◆ WHAT YOU SHOULD DO ◆
Find the line with "async fn confirm(&self, context: &MessageContext, text: impl" in the entries below. Repeat it, every following line, and the line with "the delete delay", exactly and with nothing added.

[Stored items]
use std::sync::Arc;
use std::time::Duration;
use tracing::{debug, error, info, warn};

use crate::config::AdminIdentitySet;
use crate::error::{BotError, Result};
use crate::events::{CommandEvent, MemberInfo, MessageContext, ReplyTarget};
use crate::messages;
use crate::notifier::{delete_later, SharedNotifier};
use crate::state::SharedBlockStore;
use crate::telegram::{permissions, ChatId, MessageId, OutgoingMessage, UserId};

/// Administrative commands gated by the admin allow-list
pub struct AdminOps {
    admins: AdminIdentitySet,
    block_store: SharedBlockStore,
    notifier: SharedNotifier,
    delete_delay: Duration,
}

impl AdminOps {
    pub fn new(
        admins: AdminIdentitySet,
        block_store: SharedBlockStore,
        notifier: SharedNotifier,
        delete_delay: Duration,
    ) -> Self {
        Self {
            admins,
            block_store,
            notifier,
            delete_delay,
        }
    }

    pub fn is_admin(&self, user_id: UserId) -> bool {
        self.admins.contains(user_id)
    }

    /// `/d`: delete the replied-to message along with the command.
    /// Non-admins have their command removed without any reply.
    pub async fn delete_message(&self, command: &CommandEvent) -> Result<()> {
        let Some(target) = self.reply_target(command, messages::REPLY_TO_DELETE).await else {
            return Ok(());
        };
        let context = &command.context;

        self.delete_quietly(context.chat_id, target.message_id).await;
        self.delete_quietly(context.chat_id, context.message_id).await;
        info!(
            "Admin {} deleted message {} in chat {}",
            context.sender.user_id, target.message_id.0, context.chat_id
        );
        Ok(())
    }

    /// `/mdel`: delete every message from the replied-to one up to and
    /// including the command. Ids that are gone already are skipped.
    pub async fn delete_range(&self, command: &CommandEvent) -> Result<()> {
        let Some(target) = self.reply_target(command, messages::REPLY_TO_MDEL).await else {
            return Ok(());
        };
        let context = &command.context;

        let mut deleted = 0;
        for id in target.message_id.0..=context.message_id.0 {
            match self.notifier.delete_message(context.chat_id, MessageId(id)).await {
                Ok(()) => deleted += 1,
                Err(e) => debug!("Skipping message {} in chat {}: {}", id, context.chat_id, e),
            }
        }
        info!(
            "Admin {} bulk deleted {} message(s) in chat {}",
            context.sender.user_id, deleted, context.chat_id
        );
        self.transient(context.chat_id, messages::MDEL_DONE).await;
        Ok(())
    }

    /// `/mute`: take every permission from the replied-to author
    pub async fn mute(&self, command: &CommandEvent) -> Result<()> {
        let Some(member) = self.target_member(command, messages::REPLY_TO_MUTE).await else {
            return Ok(());
        };
        let context = &command.context;

        match self
            .notifier
            .restrict_user(context.chat_id, member.user_id, permissions::muted())
            .await
        {
            Ok(()) => {
                info!("Admin {} muted {} in chat {}", context.sender.user_id, member.user_id, context.chat_id);
                self.confirm(context, messages::muted_confirmation(&member.display_name))
                    .await;
            }
            Err(e) => self.report_failure(context, "mute the user", e).await,
        }
        Ok(())
    }

    /// `/unmute`: give the replied-to author regular member rights back
    pub async fn unmute(&self, command: &CommandEvent) -> Result<()> {
        let Some(member) = self.target_member(command, messages::REPLY_TO_UNMUTE).await else {
            return Ok(());
        };
        let context = &command.context;

        match self
            .notifier
            .restrict_user(context.chat_id, member.user_id, permissions::member())
            .await
        {
            Ok(()) => {
                info!("Admin {} unmuted {} in chat {}", context.sender.user_id, member.user_id, context.chat_id);
                self.confirm(context, messages::unmuted_confirmation(&member.display_name))
                    .await;
            }
            Err(e) => self.report_failure(context, "unmute the user", e).await,
        }
        Ok(())
    }

    pub async fn pin(&self, command: &CommandEvent) -> Result<()> {
        let Some(target) = self.reply_target(command, messages::REPLY_TO_PIN).await else {
            return Ok(());
        };
        let context = &command.context;

        match self.notifier.pin_message(context.chat_id, target.message_id).await {
            Ok(()) => self.confirm(context, messages::PINNED).await,
            Err(e) => self.report_failure(context, "pin the message", e).await,
        }
        Ok(())
    }

    /// `/unpin`: unpin the most recent pinned message; needs no reply
    pub async fn unpin(&self, command: &CommandEvent) -> Result<()> {
        if !self.admin_gate(command).await {
            return Ok(());
        }
        let context = &command.context;

        match self.notifier.unpin_message(context.chat_id).await {
            Ok(()) => self.confirm(context, messages::UNPINNED).await,
            Err(e) => self.report_failure(context, "unpin the message", e).await,
        }
        Ok(())
    }

    /// `/admin`: make the replied-to author a chat moderator
    pub async fn promote(&self, command: &CommandEvent) -> Result<()> {
        self.set_moderator(command, true).await
    }

    /// `/unadmin`: revoke the moderator rights granted by `/admin`
    pub async fn demote(&self, command: &CommandEvent) -> Result<()> {
        self.set_moderator(command, false).await
    }

    async fn set_moderator(&self, command: &CommandEvent, enabled: bool) -> Result<()> {
        let usage = if enabled {
            messages::REPLY_TO_PROMOTE
        } else {
            messages::REPLY_TO_DEMOTE
        };
        let Some(member) = self.target_member(command, usage).await else {
            return Ok(());
        };
        let context = &command.context;

        match self
            .notifier
            .set_moderator(context.chat_id, member.user_id, enabled)
            .await
        {
            Ok(()) => {
                info!(
                    "Admin {} set moderator={} for {} in chat {}",
                    context.sender.user_id, enabled, member.user_id, context.chat_id
                );
                let text = if enabled {
                    messages::promoted_confirmation(&member.display_name)
                } else {
                    messages::demoted_confirmation(&member.display_name)
                };
                self.confirm(context, text).await;
            }
            Err(e) => {
                let action = if enabled { "promote the user" } else { "demote the user" };
                self.report_failure(context, action, e).await;
            }
        }
        Ok(())
    }

    /// `/ban`: add the target to the block list and tell them
    pub async fn ban(&self, command: &CommandEvent) -> Result<()> {
        let Some(target) = self.authorize_and_resolve(command).await else {
            return Ok(());
        };

        self.block_store.block(&target).await;
        self.reply(&command.context, messages::blocked_confirmation(&target))
            .await;
        self.notify_target(&target, messages::BLOCKED_NOTICE).await;
        Ok(())
    }

    /// `/unban`: remove the target from the block list and tell them
    pub async fn unban(&self, command: &CommandEvent) -> Result<()> {
        let Some(target) = self.authorize_and_resolve(command).await else {
            return Ok(());
        };

        if self.block_store.unblock(&target).await {
            self.reply(&command.context, messages::unblocked_confirmation(&target))
                .await;
            self.notify_target(&target, messages::UNBLOCKED_NOTICE).await;
        } else {
            self.reply(&command.context, messages::not_blocked(&target))
                .await;
        }
        Ok(())
    }

    /// Non-admins lose their moderation command without a reply
    async fn admin_gate(&self, command: &CommandEvent) -> bool {
        let context = &command.context;
        if self.is_admin(context.sender.user_id) {
            return true;
        }
        info!(
            "Non-admin {} used /{} in chat {}, removing it",
            context.sender.user_id, command.name, context.chat_id
        );
        self.delete_quietly(context.chat_id, context.message_id).await;
        false
    }

    /// The message a moderation command replies to. Without one the caller
    /// gets `usage`, and both messages are cleaned up after the delay.
    async fn reply_target<'a>(&self, command: &'a CommandEvent, usage: &str) -> Option<&'a ReplyTarget> {
        if !self.admin_gate(command).await {
            return None;
        }
        let target = command.context.reply_to.as_ref();
        if target.is_none() {
            self.usage(&command.context, usage).await;
        }
        target
    }

    /// Author of the replied-to message, for commands that act on a member
    async fn target_member<'a>(&self, command: &'a CommandEvent, usage: &str) -> Option<&'a MemberInfo> {
        let target = self.reply_target(command, usage).await?;
        match &target.sender {
            Some(sender) => Some(sender),
            None => {
                warn!(
                    "Message {} in chat {} has no author to act on",
                    target.message_id.0, command.context.chat_id
                );
                self.usage(&command.context, usage).await;
                None
            }
        }
    }

    async fn usage(&self, context: &MessageContext, text: &str) {
        let usage = OutgoingMessage::new(context.chat_id, text).reply_to(context.message_id);
        let mut cleanup = vec![context.message_id];
        match self.notifier.send(usage).await {
            Ok(message_id) => cleanup.push(message_id),
            Err(e) => error!("Failed to send usage in chat {}: {}", context.chat_id, e),
        }
        delete_later(self.notifier.clone(), context.chat_id, cleanup, self.delete_delay);
    }

    /// Post a short-lived confirmation and remove the command
    async fn confirm(&self, context: &MessageContext, text: impl Into<String>) {
        self.transient(context.chat_id, text).await;
        self.delete_quietly(context.chat_id, context.message_id).await;
    }

    async fn report_failure(&self, context: &MessageContext, action: &str, e: BotError) {
        error!("Failed to {} in chat {}: {}", action, context.chat_id, e);
        self.transient(context.chat_id, messages::action_failed(action)).await;
    }

    /// Message that removes itself after the delete delay
    async fn transient(&self, chat_id: ChatId, text: impl Into<String>) {
        match self.notifier.send(OutgoingMessage::new(chat_id, text)).await {
            Ok(message_id) => {
                delete_later(self.notifier.clone(), chat_id, vec![message_id], self.delete_delay);
            }
            Err(e) => error!("Failed to post notice in chat {}: {}", chat_id, e),
        }
    }

    /// Check the caller is an admin and find the user a ban command is
    /// about: first the marker in the replied-to message, then the first
    /// argument. Replies with the reason when either is missing.
    async fn authorize_and_resolve(&self, command: &CommandEvent) -> Option<String> {
        let context = &command.context;
        if !self.is_admin(context.sender.user_id) {
            warn!(
                "User {} tried /{} without permission",
                context.sender.user_id, command.name
            );
            self.reply(context, messages::ADMINS_ONLY).await;
            return None;
        }

        let from_reply = context
            .reply_to
            .as_ref()
            .and_then(|reply| reply.text.as_deref())
            .and_then(messages::extract_user_id);

        match from_reply.or_else(|| command.args.first().cloned()) {
            Some(target) => Some(target),
            None => {
                self.reply(context, messages::ban_usage(&command.name))
                    .await;
                None
            }
        }
    }

    /// Best-effort status notice to the affected user
    async fn notify_target(&self, target: &str, text: &str) {
        let Ok(user_id) = target.parse::<u64>().map(UserId) else {
            warn!("Cannot notify '{}': not a numeric user id", target);
            return;
        };
        if let Err(e) = self.notifier.send_text(ChatId::from(user_id), text).await {
            warn!("Failed to notify user {}: {}", user_id, e);
        }
    }

    async fn reply(&self, context: &MessageContext, text: impl Into<String>) {
        let message = OutgoingMessage::new(context.chat_id, text).reply_to(context.message_id);
        if let Err(e) = self.notifier.send(message).await {
            error!("Failed to reply in chat {}: {}", context.chat_id, e);
        }
    }

    async fn delete_quietly(&self, chat_id: ChatId, message_id: MessageId) {
        if let Err(e) = self.notifier.delete_message(chat_id, message_id).await {
            error!("Failed to delete message {} in chat {}: {}", message_id.0, chat_id, e);
        }
    }
}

◆ TASK RESPONSE ◆
    async fn confirm(&self, context: &MessageContext, text: impl Into<String>) {
        self.transient(context.chat_id, text).await;
        self.delete_quietly(context.chat_id, context.message_id).await;
    }

    async fn report_failure(&self, context: &MessageContext, action: &str, e: BotError) {
        error!("Failed to {} in chat {}: {}", action, context.chat_id, e);
        self.transient(context.chat_id, messages::action_failed(action)).await;
    }

    /// Message that removes itself after the delete delay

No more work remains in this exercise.